Problem statement
In the data below, find each line carrying the string "EmptyInput" and copy it out.

** Records provided follows **

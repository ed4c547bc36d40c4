//! Image decoding and luminance conversion.
//!
//! Accepts raw image bytes (PNG, JPEG, BMP, WebP) and produces a
//! single-channel luminance image. This is the first pipeline stage:
//! raw bytes in, `GrayImage` out.

use image::GrayImage;

use crate::types::PipelineError;

/// Decode raw image bytes and convert to single-channel luminance.
///
/// Supports whatever formats the `image` crate was built with (PNG,
/// JPEG, BMP, WebP). Color input is reduced with the `image` crate's
/// weighted luma conversion, so green contributes more than red and
/// red more than blue.
///
/// # Errors
///
/// Returns [`PipelineError::EmptyInput`] if `bytes` is empty.
/// Returns [`PipelineError::ImageDecode`] if the image format is
/// unrecognized or the data is corrupt.
pub fn decode_luminance(bytes: &[u8]) -> Result<GrayImage, PipelineError> {
    if bytes.is_empty() {
        return Err(PipelineError::EmptyInput);
    }

    let img = image::load_from_memory(bytes)?;
    Ok(img.to_luma8())
}

#[cfg(test)]
#[allow(clippy::unwrap_used)]
mod tests {
    use super::*;
    use crate::test_support::{encode_png, encode_rgba_pixel};

    #[test]
    fn empty_input_returns_error() {
        let result = decode_luminance(&[]);
        assert!(matches!(result, Err(PipelineError::EmptyInput)));
    }

    #[test]
    fn corrupt_bytes_returns_image_decode_error() {
        let result = decode_luminance(&[0xFF, 0xFE, 0x00, 0x01]);
        assert!(matches!(result, Err(PipelineError::ImageDecode(_))));
    }

    #[test]
    fn white_png_decodes_to_full_luminance() {
        let png = encode_png(&image::RgbaImage::from_pixel(
            2,
            2,
            image::Rgba([255, 255, 255, 255]),
        ));

        let gray = decode_luminance(&png).unwrap();
        assert!(gray.pixels().all(|p| p.0[0] == 255));
    }

    #[test]
    fn output_dimensions_match_input() {
        let png = encode_png(&image::RgbaImage::from_pixel(
            17,
            31,
            image::Rgba([128, 64, 32, 255]),
        ));

        let gray = decode_luminance(&png).unwrap();
        assert_eq!(gray.width(), 17);
        assert_eq!(gray.height(), 31);
    }

    #[test]
    fn conversion_is_weighted_luminance() {
        let r_val = decode_luminance(&encode_rgba_pixel(255, 0, 0))
            .unwrap()
            .get_pixel(0, 0)
            .0[0];
        let g_val = decode_luminance(&encode_rgba_pixel(0, 255, 0))
            .unwrap()
            .get_pixel(0, 0)
            .0[0];
        let b_val = decode_luminance(&encode_rgba_pixel(0, 0, 255))
            .unwrap()
            .get_pixel(0, 0)
            .0[0];

        assert!(
            g_val > r_val && r_val > b_val,
            "expected green > red > blue luminance, got R={r_val} G={g_val} B={b_val}",
        );
    }
}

** End of Records provided **

Response
/// Returns [`PipelineError::EmptyInput`] if `bytes` is empty.
        return Err(PipelineError::EmptyInput);
        assert!(matches!(result, Err(PipelineError::EmptyInput)));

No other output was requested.